Why do programming books always have some random unrelated illustration on the front?

Usually when you have a textbook, they will have some nice illustration that is tangentially related to the content of the book (like fibonacci spiral for a math book or some chemical reaction for a chemistry book for example). But I suppose that there isn't really such an equivalent unless it's a computer graphics book.

I guess it's also like how every project has to have its own "cutesey" mascot.

self_awareness · 2024-08-14T08:42:49 1723624969

This is mostly an O'Reilly thing.

https://www.oreilly.com/content/a-short-history-of-the-oreil...

TL;DR:

> Some of the people at O’Reilly were taken aback: they thought the animals were weird, ugly, and a bit scary.

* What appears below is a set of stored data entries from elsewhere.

use crate::entities::item::Model as Item;
use axum::extract::ws::{Message, WebSocket};
use futures::{SinkExt, StreamExt};
use serde::Serialize;
use tokio::sync::broadcast::{self, Sender};
use tokio_stream::wrappers::BroadcastStream;
use tracing::debug;

#[derive(Clone, Debug, Serialize, PartialEq)]
#[serde(tag = "event", content = "data", rename_all = "snake_case")]
pub enum ItemEvent {
    Created(Item),
    Updated(Item),
    /// Code of the deleted item.
    Deleted(String),
}

#[derive(Clone)]
pub struct NotificationHub {
    sender: Sender<ItemEvent>,
}

impl NotificationHub {
    pub fn new() -> Self {
        let (sender, _) = broadcast::channel(100);
        Self { sender }
    }

    pub fn sender(&self) -> Sender<ItemEvent> {
        self.sender.clone()
    }

    /// Sends `event` to current subscribers; having none is fine.
    pub fn publish(&self, event: ItemEvent) {
        let _ = self.sender.send(event);
    }

    pub fn subscribe(&self) -> BroadcastStream<ItemEvent> {
        BroadcastStream::new(self.sender.subscribe())
    }

    pub async fn handle_socket(socket: WebSocket, sender: Sender<ItemEvent>) {
        let (mut sender_ws, mut receiver) = socket.split();
        let mut receiver_stream = BroadcastStream::new(sender.subscribe());

        let mut send_task = tokio::spawn(async move {
            while let Some(Ok(msg)) = receiver_stream.next().await {
                if let Ok(json) = serde_json::to_string(&msg) {
                    if sender_ws.send(Message::Text(json)).await.is_err() {
                        break;
                    }
                }
            }
        });

        let mut recv_task = tokio::spawn(async move {
            // Clients only listen; drain until they hang up.
            while let Some(Ok(_)) = receiver.next().await {}
        });

        tokio::select! {
            _ = &mut send_task => recv_task.abort(),
            _ = &mut recv_task => send_task.abort(),
        }
        debug!("item event socket closed");
    }
}

impl Default for NotificationHub {
    fn default() -> Self {
        Self::new()
    }
}

#[cfg(test)]
mod tests {
    use super::*;
    use crate::entities::item::Status;
    use tokio::sync::broadcast::error::TryRecvError;

    fn create_test_item(id: i32) -> Item {
        use chrono::Utc;

        Item {
            id,
            code: format!("TOL-{:011}", id),
            name: format!("Test Item {}", id),
            category_id: 1,
            status: Status::Funcional,
            quantity: 10,
            description: "Test Description".to_string(),
            created_at: Utc::now().into(),
            qr_target: None,
            qr_code: None,
        }
    }

    #[tokio::test]
    async fn test_notification_hub_creation() {
        let hub = NotificationHub::new();
        assert!(hub.sender.receiver_count() == 0);
    }

    #[tokio::test]
    async fn test_publish_without_subscribers() {
        let hub = NotificationHub::new();
        hub.publish(ItemEvent::Deleted("TOL-00000000001".into()));
    }

    #[tokio::test]
    async fn test_event_broadcasting() {
        let hub = NotificationHub::new();
        let sender = hub.sender();
        let mut receiver1 = sender.subscribe();
        let mut receiver2 = sender.subscribe();

        let item = create_test_item(1);
        hub.publish(ItemEvent::Created(item.clone()));

        let timeout = tokio::time::Duration::from_secs(1);

        let result1 = tokio::time::timeout(timeout, receiver1.recv()).await;
        assert!(result1.is_ok(), "Receiver 1 timed out");
        if let Ok(Ok(ItemEvent::Created(received_item))) = result1 {
            assert_eq!(received_item.id, 1);
            assert_eq!(received_item.name, "Test Item 1");
        } else {
            panic!("Failed to receive Created event on receiver 1");
        }

        let result2 = tokio::time::timeout(timeout, receiver2.recv()).await;
        assert!(result2.is_ok(), "Receiver 2 timed out");
        if let Ok(Ok(ItemEvent::Created(received_item))) = result2 {
            assert_eq!(received_item.code, "TOL-00000000001");
        } else {
            panic!("Failed to receive Created event on receiver 2");
        }
    }

    #[tokio::test]
    async fn test_multiple_events() {
        let hub = NotificationHub::new();
        let mut receiver = hub.sender().subscribe();
        let timeout = tokio::time::Duration::from_secs(1);

        let item1 = create_test_item(1);
        let item2 = create_test_item(2);

        hub.publish(ItemEvent::Created(item1.clone()));
        hub.publish(ItemEvent::Updated(item2.clone()));
        hub.publish(ItemEvent::Deleted(item1.code.clone()));

        let events = vec![
            ItemEvent::Created(item1.clone()),
            ItemEvent::Updated(item2),
            ItemEvent::Deleted(item1.code),
        ];

        for expected_event in events {
            let result = tokio::time::timeout(timeout, receiver.recv()).await;
            assert!(result.is_ok(), "Receiver timed out");
            if let Ok(Ok(received_event)) = result {
                assert_eq!(received_event, expected_event);
            } else {
                panic!("Failed to receive expected event");
            }
        }
    }

    #[tokio::test]
    async fn test_receiver_after_sender_dropped() {
        let hub = NotificationHub::new();
        let sender = hub.sender();
        let mut receiver = sender.subscribe();

        let item = create_test_item(1);
        sender.send(ItemEvent::Created(item.clone())).unwrap();

        match receiver.try_recv() {
            Ok(ItemEvent::Created(received_item)) => assert_eq!(received_item.id, item.id),
            Ok(_) => panic!("Expected Created event"),
            Err(_) => panic!("Expected to receive the message"),
        }

        drop(sender);
        drop(hub);

        match receiver.try_recv() {
            Err(TryRecvError::Closed) | Err(TryRecvError::Empty) => (),
            _ => panic!("Expected channel to be closed or empty"),
        }
    }

    #[test]
    fn test_event_json_shape() -> anyhow::Result<()> {
        let json = serde_json::to_value(ItemEvent::Deleted("HER-00000000007".into()))?;
        assert_eq!(json["event"], "deleted");
        assert_eq!(json["data"], "HER-00000000007");

        let json = serde_json::to_value(ItemEvent::Created(create_test_item(3)))?;
        assert_eq!(json["data"]["status"], "FUNCIONAL");
        assert!(json["data"].get("qr_code").is_none());
        Ok(())
    }
}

But Tim [O'Reilly] got it immediately—he liked the quirkiness of the animals, thought it would help to make the books stand out from other publishers’ offerings—and it just felt right.

They even have a browser which helps you identify the animal:

https://www.oreilly.com/animals.csp

otteromkram · 2024-08-14T02:21:05 1723602065

Yeah, especially that persnickety, "The Programming Language" book. Talk about obscure covers!

/s

I think it's just an O'Reilly thing. It keeps the people guessing.

Actually, the covers also make the books easily recognizable. Animals, statues, etc., are all good memory association drivers.